Estimation of genomic instability and mutation induction by graphene oxide nanoparticles in mice liver and brain tissues.

Abstract

The rapidly growing interest in using graphene-based nanoparticles in a wide range of applications increases human exposure and risk. However, very few studies have investigated the genotoxicity and mutagenicity of the widely used graphene oxide (GO) nanoparticles in vivo. Consequently, this study estimated the possible genotoxicity and mutagenicity of GO nanoparticles as well as possible oxidative stress induction in the mice liver and brain tissues.

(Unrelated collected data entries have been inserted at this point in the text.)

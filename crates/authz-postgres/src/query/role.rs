//! Role repository, including privilege grants.

use std::collections::HashMap;
use std::future::Future;

use diesel::dsl::{self, now};
use diesel::pg::Pg;
use diesel::prelude::*;
use diesel_async::RunQueryDsl;
use uuid::Uuid;

use crate::model::{NewPrivilegeRole, NewRole, Role, UpdateRole};
use crate::types::PrivilegeKey;
use crate::{PgConnection, PgError, PgResult, schema};

/// A role together with the keys of its granted privileges.
#[derive(Debug, Clone, PartialEq)]
pub struct RoleWithPrivileges {
    pub role: Role,
    pub privileges: Vec<PrivilegeKey>,
}

/// The institution's root role row, locked until the transaction ends.
type LockRootRole = dsl::ForUpdate<
    dsl::Select<
        dsl::Filter<
            dsl::Filter<
                dsl::Filter<schema::roles::table, dsl::Eq<schema::roles::institution_id, Uuid>>,
                dsl::Eq<schema::roles::is_root, bool>,
            >,
            dsl::IsNull<schema::roles::deleted_at>,
        >,
        dsl::AsSelect<Role, Pg>,
    >,
>;

fn lock_root_role_query(inst_id: Uuid) -> LockRootRole {
    use schema::roles::dsl::*;

    roles
        .filter(institution_id.eq(inst_id))
        .filter(is_root.eq(true))
        .filter(deleted_at.is_null())
        .select(Role::as_select())
        .for_update()
}

/// Repository for role database operations.
pub trait RoleRepository {
    /// Creates a new role.
    fn create_role(&mut self, role: NewRole) -> impl Future<Output = PgResult<Role>> + Send;

    /// Finds a role within an institution.
    fn find_role(
        &mut self,
        institution_id: Uuid,
        role_id: Uuid,
    ) -> impl Future<Output = PgResult<Option<Role>>> + Send;

    /// Finds the institution's root role and locks its row until the
    /// transaction ends, serializing changes to who holds it.
    fn lock_root_role(
        &mut self,
        institution_id: Uuid,
    ) -> impl Future<Output = PgResult<Option<Role>>> + Send;

    /// Loads roles of the institution by id, skipping unknown ids.
    fn find_roles_by_ids(
        &mut self,
        institution_id: Uuid,
        role_ids: &[Uuid],
    ) -> impl Future<Output = PgResult<Vec<Role>>> + Send;

    /// Loads roles of the institution by name, skipping unknown names.
    fn find_roles_by_names(
        &mut self,
        institution_id: Uuid,
        names: &[String],
    ) -> impl Future<Output = PgResult<Vec<Role>>> + Send;

    /// Lists the institution's roles with their privileges, ordered by name.
    fn list_roles(
        &mut self,
        institution_id: Uuid,
    ) -> impl Future<Output = PgResult<Vec<RoleWithPrivileges>>> + Send;

    /// Lists the privilege keys granted to a role.
    fn list_role_privileges(
        &mut self,
        role_id: Uuid,
    ) -> impl Future<Output = PgResult<Vec<PrivilegeKey>>> + Send;

    /// Replaces every privilege granted to a role.
    fn replace_role_privileges(
        &mut self,
        role_id: Uuid,
        keys: &[PrivilegeKey],
    ) -> impl Future<Output = PgResult<Vec<PrivilegeKey>>> + Send;

    /// Renames a role.
    fn update_role(
        &mut self,
        institution_id: Uuid,
        role_id: Uuid,
        changes: UpdateRole,
    ) -> impl Future<Output = PgResult<Role>> + Send;

    /// Soft deletes a role and removes its assignments.
    fn delete_role(
        &mut self,
        institution_id: Uuid,
        role_id: Uuid,
    ) -> impl Future<Output = PgResult<()>> + Send;
}

impl RoleRepository for PgConnection {
    async fn create_role(&mut self, role: NewRole) -> PgResult<Role> {
        use schema::roles;

        let role = diesel::insert_into(roles::table)
            .values(&role)
            .returning(Role::as_returning())
            .get_result(self)
            .await
            .map_err(PgError::from)?;

        Ok(role)
    }

    async fn find_role(&mut self, inst_id: Uuid, role_id: Uuid) -> PgResult<Option<Role>> {
        use schema::roles::dsl::*;

        let role = roles
            .filter(id.eq(role_id))
            .filter(institution_id.eq(inst_id))
            .filter(deleted_at.is_null())
            .select(Role::as_select())
            .first(self)
            .await
            .optional()
            .map_err(PgError::from)?;

        Ok(role)
    }

    async fn lock_root_role(&mut self, inst_id: Uuid) -> PgResult<Option<Role>> {
        let locked: Vec<Role> = lock_root_role_query(inst_id)
            .load(self)
            .await
            .map_err(PgError::from)?;

        Ok(locked.into_iter().next())
    }

    async fn find_roles_by_ids(&mut self, inst_id: Uuid, role_ids: &[Uuid]) -> PgResult<Vec<Role>> {
        use schema::roles::dsl::*;

        let list = roles
            .filter(id.eq_any(role_ids))
            .filter(institution_id.eq(inst_id))
            .filter(deleted_at.is_null())
            .select(Role::as_select())
            .load(self)
            .await
            .map_err(PgError::from)?;

        Ok(list)
    }

    async fn find_roles_by_names(&mut self, inst_id: Uuid, names: &[String]) -> PgResult<Vec<Role>> {
        use schema::roles::dsl::*;

        let list = roles
            .filter(name.eq_any(names))
            .filter(institution_id.eq(inst_id))
            .filter(deleted_at.is_null())
            .select(Role::as_select())
            .load(self)
            .await
            .map_err(PgError::from)?;

        Ok(list)
    }

    async fn list_roles(&mut self, inst_id: Uuid) -> PgResult<Vec<RoleWithPrivileges>> {
        use schema::{privilege_roles, privileges, roles};

        let role_list = roles::table
            .filter(roles::institution_id.eq(inst_id))
            .filter(roles::deleted_at.is_null())
            .select(Role::as_select())
            .order((roles::is_root.desc(), roles::name.asc()))
            .load(self)
            .await
            .map_err(PgError::from)?;

        let role_ids: Vec<Uuid> = role_list.iter().map(|role| role.id).collect();
        let grants: Vec<(Uuid, PrivilegeKey)> = privilege_roles::table
            .inner_join(privileges::table)
            .filter(privilege_roles::role_id.eq_any(&role_ids))
            .select((privilege_roles::role_id, privileges::key))
            .order(privileges::key.asc())
            .load(self)
            .await
            .map_err(PgError::from)?;

        let mut by_role: HashMap<Uuid, Vec<PrivilegeKey>> = HashMap::new();
        for (role_id, key) in grants {
            by_role.entry(role_id).or_default().push(key);
        }

        let list = role_list
            .into_iter()
            .map(|role| RoleWithPrivileges {
                privileges: by_role.remove(&role.id).unwrap_or_default(),
                role,
            })
            .collect();

        Ok(list)
    }

    async fn list_role_privileges(&mut self, role_id: Uuid) -> PgResult<Vec<PrivilegeKey>> {
        use schema::{privilege_roles, privileges};

        let keys = privilege_roles::table
            .inner_join(privileges::table)
            .filter(privilege_roles::role_id.eq(role_id))
            .select(privileges::key)
            .order(privileges::key.asc())
            .load(self)
            .await
            .map_err(PgError::from)?;

        Ok(keys)
    }

    async fn replace_role_privileges(
        &mut self,
        role_id: Uuid,
        keys: &[PrivilegeKey],
    ) -> PgResult<Vec<PrivilegeKey>> {
        use schema::{privilege_roles, privileges};

        diesel::delete(privilege_roles::table)
            .filter(privilege_roles::role_id.eq(role_id))
            .execute(self)
            .await
            .map_err(PgError::from)?;

        let privilege_ids: Vec<Uuid> = privileges::table
            .filter(privileges::key.eq_any(keys))
            .select(privileges::id)
            .load(self)
            .await
            .map_err(PgError::from)?;

        let grants: Vec<NewPrivilegeRole> = privilege_ids
            .into_iter()
            .map(|privilege_id| NewPrivilegeRole {
                role_id,
                privilege_id,
            })
            .collect();

        if !grants.is_empty() {
            diesel::insert_into(privilege_roles::table)
                .values(&grants)
                .execute(self)
                .await
                .map_err(PgError::from)?;
        }

        self.list_role_privileges(role_id).await
    }

    async fn update_role(
        &mut self,
        inst_id: Uuid,
        role_id: Uuid,
        changes: UpdateRole,
    ) -> PgResult<Role> {
        use schema::roles::dsl::*;

        let role = diesel::update(roles)
            .filter(id.eq(role_id))
            .filter(institution_id.eq(inst_id))
            .filter(deleted_at.is_null())
            .set((&changes, updated_at.eq(now)))
            .returning(Role::as_returning())
            .get_result(self)
            .await
            .map_err(PgError::from)?;

        Ok(role)
    }

    async fn delete_role(&mut self, inst_id: Uuid, role_id: Uuid) -> PgResult<()> {
        use schema::{institution_user_roles, roles};

        diesel::delete(institution_user_roles::table)
            .filter(institution_user_roles::role_id.eq(role_id))
            .execute(self)
            .await
            .map_err(PgError::from)?;

        diesel::update(roles::table)
            .filter(roles::id.eq(role_id))
            .filter(roles::institution_id.eq(inst_id))
            .filter(roles::is_root.eq(false))
            .filter(roles::deleted_at.is_null())
            .set(roles::deleted_at.eq(now))
            .execute(self)
            .await
            .map_err(PgError::from)?;

        Ok(())
    }
}

#[cfg(test)]
mod tests {
    use super::*;

    #[test]
    fn root_role_row_is_locked() {
        let query = lock_root_role_query(Uuid::nil());
        let sql = diesel::debug_query::<Pg, _>(&query).to_string();
        assert!(sql.contains("\"is_root\" = $"), "{sql}");
        assert!(sql.contains("FOR UPDATE"), "{sql}");
    }
}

Nano-GO particles administration at the dose levels of 10, 20, or 40mg/kg for one or five consecutive days significantly increased the DNA breakages in a dose-dependent manner that disrupts the genetic material and causes genomic instability. GO nanoparticles also induced mutations in the p53 (exons 6&7) and presenilin (exon 5) genes as well as increasing the expression of p53 protein. Positive p53 reaction in the liver (hepatic parenchyma) and brain (cerebrum, cerebellum, and hippocampus) sections showed significant increase of p53 immunostaining. Additionally, induction of oxidative stress was proven by the significant dose-dependent increases in the malondialdehyde level and reductions in both the level of reduced glutathione and activity of glutathione peroxidase observed in GO nanoparticles administered groups. Acute and subacute oral administration of GO nanoparticles induced genomic instability and mutagenicity by induction of oxidative stress in the mice liver and brain tissues.